For two, the lack of trust in teachers to do their professional duty is staggering. Check the checkers doing the checking doing the checking is bureaucracy gone mad. Add the horrendous lack of funding in education, no wonder google searches do not dig up diamonds.
What are we going to do about it?
For me, teacher wellbeing is paramount. If we do not have healthy, happy, energised teachers, we have a system being driven on empty. Yesterday, I asked WHY do we teach. Today I ask, if we DO want to teach, how can we reignite the spark that has been dampened or is dwindling out?
It starts with YOU: Track Your Time
How can we improve our wellbeing when there is always so much to do, to say, to write, to read, to track and to change? To begin with we NEED to know how we use our time or how we feel obligated or expected to use our time by others. It is easy to do. On a spreadsheet or in your diary or notebook, write the times of the day down the left hand side and make brief notes on what you are doing in 30 minute chunks. You can always do it retrospectively if you forget or scribble it down on a post-it and add it later. The aim isn't to be perfect but just to see what is.

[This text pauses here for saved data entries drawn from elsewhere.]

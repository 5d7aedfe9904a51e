//! Two providers cross-checked against each other.
//!
//! Quotes: when both answer and agree within `tolerance_pct`, the primary
//! (more real-time) price wins; when they disagree, the secondary wins. When
//! only one answers, that one is used. History prefers the secondary, news
//! prefers the primary, each falling back to the other.

use super::provider::{DataError, MarketData};
use crate::domain::{Bar, NewsHeadline, Quote};
use chrono::{DateTime, NaiveDate, Utc};
use std::sync::Arc;
use tracing::{debug, warn};

pub const DEFAULT_TOLERANCE_PCT: f64 = 5.0;

pub struct CrossCheckedMarketData {
    primary: Arc<dyn MarketData>,
    secondary: Arc<dyn MarketData>,
    tolerance_pct: f64,
}

impl CrossCheckedMarketData {
    pub fn new(
        primary: Arc<dyn MarketData>,
        secondary: Arc<dyn MarketData>,
        tolerance_pct: f64,
    ) -> Self {
        Self {
            primary,
            secondary,
            tolerance_pct,
        }
    }

    /// Pick between two quotes by relative disagreement.
    pub fn reconcile(&self, primary: Quote, secondary: Quote) -> Quote {
        let diff_pct = (primary.price - secondary.price).abs() / secondary.price * 100.0;
        if diff_pct < self.tolerance_pct {
            debug!(symbol = %primary.symbol, diff_pct, "quotes agree, using primary");
            primary
        } else {
            warn!(
                symbol = %primary.symbol,
                primary = primary.price,
                secondary = secondary.price,
                diff_pct,
                "quote discrepancy, using secondary"
            );
            secondary
        }
    }
}

fn valid(result: Result<Quote, DataError>, provider: &str) -> Result<Quote, DataError> {
    let quote = result?;
    if quote.is_valid() {
        Ok(quote)
    } else {
        Err(DataError::Unavailable(format!(
            "{provider} returned invalid price {}",
            quote.price
        )))
    }
}

impl MarketData for CrossCheckedMarketData {
    fn name(&self) -> &str {
        "cross_checked"
    }

    fn quote(&self, symbol: &str) -> Result<Quote, DataError> {
        let p = valid(self.primary.quote(symbol), self.primary.name());
        let s = valid(self.secondary.quote(symbol), self.secondary.name());
        match (p, s) {
            (Ok(p), Ok(s)) => Ok(self.reconcile(p, s)),
            (Ok(p), Err(e)) => {
                debug!(%symbol, error = %e, "secondary quote failed");
                Ok(p)
            }
            (Err(e), Ok(s)) => {
                debug!(%symbol, error = %e, "primary quote failed");
                Ok(s)
            }
            (Err(pe), Err(se)) => Err(DataError::Unavailable(format!(
                "no quote for {symbol}: {}: {pe}; {}: {se}",
                self.primary.name(),
                self.secondary.name()
            ))),
        }
    }

    fn price_history(
        &self,
        symbol: &str,
        start: NaiveDate,
        end: NaiveDate,
    ) -> Result<Vec<Bar>, DataError> {
        match self.secondary.price_history(symbol, start, end) {
            Ok(bars) if !bars.is_empty() => Ok(bars),
            Ok(_) => self.primary.price_history(symbol, start, end),
            Err(e) => {
                debug!(%symbol, error = %e, "secondary history failed, trying primary");
                self.primary.price_history(symbol, start, end)
            }
        }
    }

    fn news(
        &self,
        symbol: &str,
        start: DateTime<Utc>,
        end: DateTime<Utc>,
        limit: usize,
    ) -> Result<Vec<NewsHeadline>, DataError> {
        self.primary
            .news(symbol, start, end, limit)
            .or_else(|e| {
                debug!(%symbol, error = %e, "primary news failed, trying secondary");
                self.secondary.news(symbol, start, end, limit)
            })
    }

    fn is_available(&self) -> bool {
        self.primary.is_available() || self.secondary.is_available()
    }
}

I would love to see how you track our time and what you find. Please respond to this blog or e-mail me at firstname.lastname@example.org
PS: I will not track your tracking :) I trust you
This term, I am a 'caretaker' Head of English until our new boss takes the reins in September. In this role I'm asked to, and enjoy, reviewing the curriculum and evaluating and amending it for the new school year. Many questions are posed to the English team. What is working? Should we start GCSE a little earlier in year 9? Where's the interleaving and spiralling (buzz words 2018/19) Are we finally done with studying 'Holes' with year 7 and 8?
However, the one question that I feel needs to posed more than any other is, WHY are we doing this in the first place?
The Big Why
Now, I'm the first to put my hands up and say that I rarely ponder this question - I mean REALLY ponder it. So, let's have a go. There are the obvious and, let's face it, incredibly important practical reasons. It pays reasonably well, we get good holidays, you can finish at a reasonable time and, maybe, fetch children from school, nursery or nan and grandad so that we can spend some time with them before bed.
There are, of course, more individually and socially fulfilling reasons to teach. We can make a difference to kids. Guiding, nurturing and possibly inspiring them to read that book that hooks them, or see a scientific truth that changes the way they see the world. We might be that role model who listens to them, has time for them and encourages them and helps gets them back on the right path after a wayward turn.
Or, for you, it might be your subject that drives you on: your passion for Picasso or Dickens or Darwin. Your niche may serve as a creative outlet that let's you indulge in your penchant for YA literature or solve those mind-blowing equations.
Let's ask it
My question to you today is, why do you teach? The answer may be as clear as crystal to you - you love the kids, your subject, your school. Or, you may be someone who has some reasons to teach that are strong enough to keep your head above water and afloat. Alternatively, you may find that the answers do not come that easy. All are fine - honesty is the best policy. Just see what is.